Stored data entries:
================

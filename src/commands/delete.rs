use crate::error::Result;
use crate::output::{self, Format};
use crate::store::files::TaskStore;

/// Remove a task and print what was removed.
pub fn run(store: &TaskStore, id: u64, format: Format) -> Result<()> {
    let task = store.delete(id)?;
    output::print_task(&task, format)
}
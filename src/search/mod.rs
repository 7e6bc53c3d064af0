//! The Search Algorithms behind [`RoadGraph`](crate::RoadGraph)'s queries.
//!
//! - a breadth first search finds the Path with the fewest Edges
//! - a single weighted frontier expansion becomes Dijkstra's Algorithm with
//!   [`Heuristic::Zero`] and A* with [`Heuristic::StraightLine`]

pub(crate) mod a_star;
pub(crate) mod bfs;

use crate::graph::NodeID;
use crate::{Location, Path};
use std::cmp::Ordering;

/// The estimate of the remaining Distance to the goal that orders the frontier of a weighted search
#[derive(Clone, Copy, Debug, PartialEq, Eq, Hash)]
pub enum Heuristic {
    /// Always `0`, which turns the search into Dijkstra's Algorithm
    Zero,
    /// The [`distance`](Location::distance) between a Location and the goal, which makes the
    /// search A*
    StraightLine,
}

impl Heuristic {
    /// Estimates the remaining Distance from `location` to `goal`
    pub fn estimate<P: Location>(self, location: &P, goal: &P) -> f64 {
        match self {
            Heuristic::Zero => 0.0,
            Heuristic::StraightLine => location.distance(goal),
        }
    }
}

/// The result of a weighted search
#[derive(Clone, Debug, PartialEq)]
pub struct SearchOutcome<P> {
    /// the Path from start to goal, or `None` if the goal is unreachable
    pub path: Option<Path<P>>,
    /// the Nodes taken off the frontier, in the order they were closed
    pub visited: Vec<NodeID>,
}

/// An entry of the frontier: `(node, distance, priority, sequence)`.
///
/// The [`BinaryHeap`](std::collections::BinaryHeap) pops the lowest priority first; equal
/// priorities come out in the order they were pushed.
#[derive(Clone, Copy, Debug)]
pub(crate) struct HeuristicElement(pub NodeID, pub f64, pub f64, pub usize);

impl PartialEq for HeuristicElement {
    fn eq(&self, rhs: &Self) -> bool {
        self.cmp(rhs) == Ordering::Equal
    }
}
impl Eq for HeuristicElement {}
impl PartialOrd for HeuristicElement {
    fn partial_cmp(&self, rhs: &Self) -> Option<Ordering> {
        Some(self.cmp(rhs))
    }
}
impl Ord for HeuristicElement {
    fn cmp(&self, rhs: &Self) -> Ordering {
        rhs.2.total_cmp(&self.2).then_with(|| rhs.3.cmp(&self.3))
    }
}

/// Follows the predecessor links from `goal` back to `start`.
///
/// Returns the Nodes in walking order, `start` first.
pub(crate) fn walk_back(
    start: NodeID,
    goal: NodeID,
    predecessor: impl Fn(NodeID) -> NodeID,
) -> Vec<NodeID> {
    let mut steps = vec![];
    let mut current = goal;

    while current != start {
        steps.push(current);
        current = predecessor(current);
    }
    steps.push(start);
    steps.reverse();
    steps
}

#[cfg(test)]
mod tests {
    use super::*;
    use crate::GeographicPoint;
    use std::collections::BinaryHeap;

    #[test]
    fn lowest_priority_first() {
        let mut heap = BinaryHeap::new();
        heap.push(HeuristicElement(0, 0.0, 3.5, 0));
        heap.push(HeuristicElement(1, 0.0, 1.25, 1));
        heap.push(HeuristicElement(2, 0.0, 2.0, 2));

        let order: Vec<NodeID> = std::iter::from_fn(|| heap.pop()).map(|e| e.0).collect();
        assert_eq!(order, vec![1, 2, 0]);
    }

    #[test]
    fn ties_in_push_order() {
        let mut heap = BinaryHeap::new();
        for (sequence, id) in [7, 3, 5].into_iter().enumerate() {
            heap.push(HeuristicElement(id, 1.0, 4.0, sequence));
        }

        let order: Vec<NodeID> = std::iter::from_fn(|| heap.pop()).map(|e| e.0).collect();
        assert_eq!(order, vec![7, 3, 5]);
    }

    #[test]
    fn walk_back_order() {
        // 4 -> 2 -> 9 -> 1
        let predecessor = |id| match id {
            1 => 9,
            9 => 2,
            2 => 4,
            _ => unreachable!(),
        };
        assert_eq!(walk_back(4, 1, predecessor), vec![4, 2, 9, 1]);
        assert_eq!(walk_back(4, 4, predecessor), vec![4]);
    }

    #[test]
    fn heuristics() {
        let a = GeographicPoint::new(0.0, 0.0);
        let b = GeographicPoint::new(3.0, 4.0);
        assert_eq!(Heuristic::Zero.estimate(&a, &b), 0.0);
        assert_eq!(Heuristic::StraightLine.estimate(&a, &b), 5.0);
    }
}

================

Action item » Please return the full set of records exactly as given above.

Your solution »
filename src/commands/delete.rs
use crate::error::Result;
use crate::output::{self, Format};
use crate::store::files::TaskStore;

/// Remove a task and print what was removed.
pub fn run(store: &TaskStore, id: u64, format: Format) -> Result<()> {
    let task = store.delete(id)?;
    output::print_task(&task, format)
}
filename src/search/mod.rs
repository 7e6bc53c3d064af0
//! The Search Algorithms behind [`RoadGraph`](crate::RoadGraph)'s queries.
//!
//! - a breadth first search finds the Path with the fewest Edges
//! - a single weighted frontier expansion becomes Dijkstra's Algorithm with
//!   [`Heuristic::Zero`] and A* with [`Heuristic::StraightLine`]

pub(crate) mod a_star;
pub(crate) mod bfs;

use crate::graph::NodeID;
use crate::{Location, Path};
use std::cmp::Ordering;

/// The estimate of the remaining Distance to the goal that orders the frontier of a weighted search
#[derive(Clone, Copy, Debug, PartialEq, Eq, Hash)]
pub enum Heuristic {
    /// Always `0`, which turns the search into Dijkstra's Algorithm
    Zero,
    /// The [`distance`](Location::distance) between a Location and the goal, which makes the
    /// search A*
    StraightLine,
}

impl Heuristic {
    /// Estimates the remaining Distance from `location` to `goal`
    pub fn estimate<P: Location>(self, location: &P, goal: &P) -> f64 {
        match self {
            Heuristic::Zero => 0.0,
            Heuristic::StraightLine => location.distance(goal),
        }
    }
}

/// The result of a weighted search
#[derive(Clone, Debug, PartialEq)]
pub struct SearchOutcome<P> {
    /// the Path from start to goal, or `None` if the goal is unreachable
    pub path: Option<Path<P>>,
    /// the Nodes taken off the frontier, in the order they were closed
    pub visited: Vec<NodeID>,
}

/// An entry of the frontier: `(node, distance, priority, sequence)`.
///
/// The [`BinaryHeap`](std::collections::BinaryHeap) pops the lowest priority first; equal
/// priorities come out in the order they were pushed.
#[derive(Clone, Copy, Debug)]
pub(crate) struct HeuristicElement(pub NodeID, pub f64, pub f64, pub usize);

impl PartialEq for HeuristicElement {
    fn eq(&self, rhs: &Self) -> bool {
        self.cmp(rhs) == Ordering::Equal
    }
}
impl Eq for HeuristicElement {}
impl PartialOrd for HeuristicElement {
    fn partial_cmp(&self, rhs: &Self) -> Option<Ordering> {
        Some(self.cmp(rhs))
    }
}
impl Ord for HeuristicElement {
    fn cmp(&self, rhs: &Self) -> Ordering {
        rhs.2.total_cmp(&self.2).then_with(|| rhs.3.cmp(&self.3))
    }
}

/// Follows the predecessor links from `goal` back to `start`.
///
/// Returns the Nodes in walking order, `start` first.
pub(crate) fn walk_back(
    start: NodeID,
    goal: NodeID,
    predecessor: impl Fn(NodeID) -> NodeID,
) -> Vec<NodeID> {
    let mut steps = vec![];
    let mut current = goal;

    while current != start {
        steps.push(current);
        current = predecessor(current);
    }
    steps.push(start);
    steps.reverse();
    steps
}

#[cfg(test)]
mod tests {
    use super::*;
    use crate::GeographicPoint;
    use std::collections::BinaryHeap;

    #[test]
    fn lowest_priority_first() {
        let mut heap = BinaryHeap::new();
        heap.push(HeuristicElement(0, 0.0, 3.5, 0));
        heap.push(HeuristicElement(1, 0.0, 1.25, 1));
        heap.push(HeuristicElement(2, 0.0, 2.0, 2));

        let order: Vec<NodeID> = std::iter::from_fn(|| heap.pop()).map(|e| e.0).collect();
        assert_eq!(order, vec![1, 2, 0]);
    }

    #[test]
    fn ties_in_push_order() {
        let mut heap = BinaryHeap::new();
        for (sequence, id) in [7, 3, 5].into_iter().enumerate() {
            heap.push(HeuristicElement(id, 1.0, 4.0, sequence));
        }

        let order: Vec<NodeID> = std::iter::from_fn(|| heap.pop()).map(|e| e.0).collect();
        assert_eq!(order, vec![7, 3, 5]);
    }

    #[test]
    fn walk_back_order() {
        // 4 -> 2 -> 9 -> 1
        let predecessor = |id| match id {
            1 => 9,
            9 => 2,
            2 => 4,
            _ => unreachable!(),
        };
        assert_eq!(walk_back(4, 1, predecessor), vec![4, 2, 9, 1]);
        assert_eq!(walk_back(4, 4, predecessor), vec![4]);
    }

    #[test]
    fn heuristics() {
        let a = GeographicPoint::new(0.0, 0.0);
        let b = GeographicPoint::new(3.0, 4.0);
        assert_eq!(Heuristic::Zero.estimate(&a, &b), 0.0);
        assert_eq!(Heuristic::StraightLine.estimate(&a, &b), 5.0);
    }
}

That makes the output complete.